WORK INSTRUCTIONS
Copy out the records that follow, leaving every character as it is.

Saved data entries
=-=-=-=-=

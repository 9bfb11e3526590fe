//! Chrome-backed tests. They need a local Chrome/Chromium installation:
//!
//! ```sh
//! cargo test --test chrome_session_test -- --ignored
//! ```

mod common;

use common::ScriptedOracle;
use goal_driven_test::browser::ConnectionMode;
use goal_driven_test::config::SettleConfig;
use goal_driven_test::{
    AgentConfig, BrowserSession, ChromeDriver, ElementRegistry, GoalSession, Point, Termination, Viewport,
};
use std::time::Duration;
use test_server::TestServer;

async fn create_headless_driver() -> anyhow::Result<ChromeDriver> {
    ChromeDriver::new(ConnectionMode::Sandboxed {
        chrome_path: None,
        no_sandbox: true,
        headless: true,
    })
    .await
    .map_err(|e| anyhow::anyhow!("Failed to launch Chrome: {}", e))
}

#[tokio::test]
#[ignore = "requires Chrome"]
async fn test_enumerates_and_clicks_elements() -> anyhow::Result<()> {
    let server = TestServer::start().await;
    server.wait_ready().await?;

    let mut driver = create_headless_driver().await?;
    driver.set_viewport_size(800, 600).await?;
    driver.navigate(&server.url()).await?;

    assert_eq!(driver.viewport_size().await?, Viewport::new(800, 600));

    let registry = ElementRegistry::observe(&driver).await?;
    let kinds: Vec<&str> = registry.iter().map(|record| record.kind.as_str()).collect();
    assert_eq!(kinds, vec!["a", "button"]);

    let png = driver.screenshot().await?;
    assert_eq!(&png[..4], &[0x89, b'P', b'N', b'G']);

    let (x, y) = registry.get(0).map(|record| record.center()).unwrap_or_default();
    driver.pointer_click(x, y).await?;
    tokio::time::sleep(Duration::from_millis(1000)).await;
    assert!(driver.current_url().await?.ends_with("/contact"));

    driver.close().await?;
    Ok(())
}

#[tokio::test]
#[ignore = "requires Chrome"]
async fn test_scrolls_page_and_element() -> anyhow::Result<()> {
    let server = TestServer::start().await;
    server.wait_ready().await?;

    let mut driver = create_headless_driver().await?;
    driver.set_viewport_size(800, 600).await?;
    driver.navigate(&server.url()).await?;

    driver.scroll_from_origin(None, 0.0, 300.0).await?;
    assert_eq!(driver.execute_script("String(window.scrollY)").await?, "300");

    driver
        .scroll_from_origin(Some(Point::new(400.0, 300.0)), 0.0, -300.0)
        .await?;
    tokio::time::sleep(Duration::from_millis(500)).await;
    assert_eq!(driver.execute_script("String(window.scrollY)").await?, "0");

    driver.close().await?;
    Ok(())
}

#[tokio::test]
#[ignore = "requires Chrome"]
async fn test_goal_session_against_local_site() -> anyhow::Result<()> {
    let server = TestServer::start().await;
    server.wait_ready().await?;

    let driver = create_headless_driver().await?;
    let oracle = ScriptedOracle::new(vec![
        common::click_answer(1, false),
        common::click_answer(0, false),
        common::click_answer(0, true),
    ]);

    let mut config = AgentConfig::new(server.url(), "Find the opening hours");
    config.viewport = Viewport::new(800, 600);
    config.settle = SettleConfig::FixedDelay(Duration::from_millis(500));

    let outcome = GoalSession::new(config, Box::new(driver), Box::new(oracle))
        .run()
        .await;

    assert_eq!(outcome.termination, Termination::Achieved { steps: 3 });
    assert!(outcome.trajectory.steps()[2].url.ends_with("/contact"));
    Ok(())
}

=-=-=-=-=

RESPONSE TO THE TASK
repository 9bfb11e3526590fe
//! Chrome-backed tests. They need a local Chrome/Chromium installation:
//!
//! ```sh
//! cargo test --test chrome_session_test -- --ignored
//! ```

mod common;

use common::ScriptedOracle;
use goal_driven_test::browser::ConnectionMode;
use goal_driven_test::config::SettleConfig;
use goal_driven_test::{
    AgentConfig, BrowserSession, ChromeDriver, ElementRegistry, GoalSession, Point, Termination, Viewport,
};
use std::time::Duration;
use test_server::TestServer;

async fn create_headless_driver() -> anyhow::Result<ChromeDriver> {
    ChromeDriver::new(ConnectionMode::Sandboxed {
        chrome_path: None,
        no_sandbox: true,
        headless: true,
    })
    .await
    .map_err(|e| anyhow::anyhow!("Failed to launch Chrome: {}", e))
}

#[tokio::test]
#[ignore = "requires Chrome"]
async fn test_enumerates_and_clicks_elements() -> anyhow::Result<()> {
    let server = TestServer::start().await;
    server.wait_ready().await?;

    let mut driver = create_headless_driver().await?;
    driver.set_viewport_size(800, 600).await?;
    driver.navigate(&server.url()).await?;

    assert_eq!(driver.viewport_size().await?, Viewport::new(800, 600));

    let registry = ElementRegistry::observe(&driver).await?;
    let kinds: Vec<&str> = registry.iter().map(|record| record.kind.as_str()).collect();
    assert_eq!(kinds, vec!["a", "button"]);

    let png = driver.screenshot().await?;
    assert_eq!(&png[..4], &[0x89, b'P', b'N', b'G']);

    let (x, y) = registry.get(0).map(|record| record.center()).unwrap_or_default();
    driver.pointer_click(x, y).await?;
    tokio::time::sleep(Duration::from_millis(1000)).await;
    assert!(driver.current_url().await?.ends_with("/contact"));

    driver.close().await?;
    Ok(())
}

#[tokio::test]
#[ignore = "requires Chrome"]
async fn test_scrolls_page_and_element() -> anyhow::Result<()> {
    let server = TestServer::start().await;
    server.wait_ready().await?;

    let mut driver = create_headless_driver().await?;
    driver.set_viewport_size(800, 600).await?;
    driver.navigate(&server.url()).await?;

    driver.scroll_from_origin(None, 0.0, 300.0).await?;
    assert_eq!(driver.execute_script("String(window.scrollY)").await?, "300");

    driver
        .scroll_from_origin(Some(Point::new(400.0, 300.0)), 0.0, -300.0)
        .await?;
    tokio::time::sleep(Duration::from_millis(500)).await;
    assert_eq!(driver.execute_script("String(window.scrollY)").await?, "0");

    driver.close().await?;
    Ok(())
}

#[tokio::test]
#[ignore = "requires Chrome"]
async fn test_goal_session_against_local_site() -> anyhow::Result<()> {
    let server = TestServer::start().await;
    server.wait_ready().await?;

    let driver = create_headless_driver().await?;
    let oracle = ScriptedOracle::new(vec![
        common::click_answer(1, false),
        common::click_answer(0, false),
        common::click_answer(0, true),
    ]);

    let mut config = AgentConfig::new(server.url(), "Find the opening hours");
    config.viewport = Viewport::new(800, 600);
    config.settle = SettleConfig::FixedDelay(Duration::from_millis(500));

    let outcome = GoalSession::new(config, Box::new(driver), Box::new(oracle))
        .run()
        .await;

    assert_eq!(outcome.termination, Termination::Achieved { steps: 3 });
    assert!(outcome.trajectory.steps()[2].url.ends_with("/contact"));
    Ok(())
}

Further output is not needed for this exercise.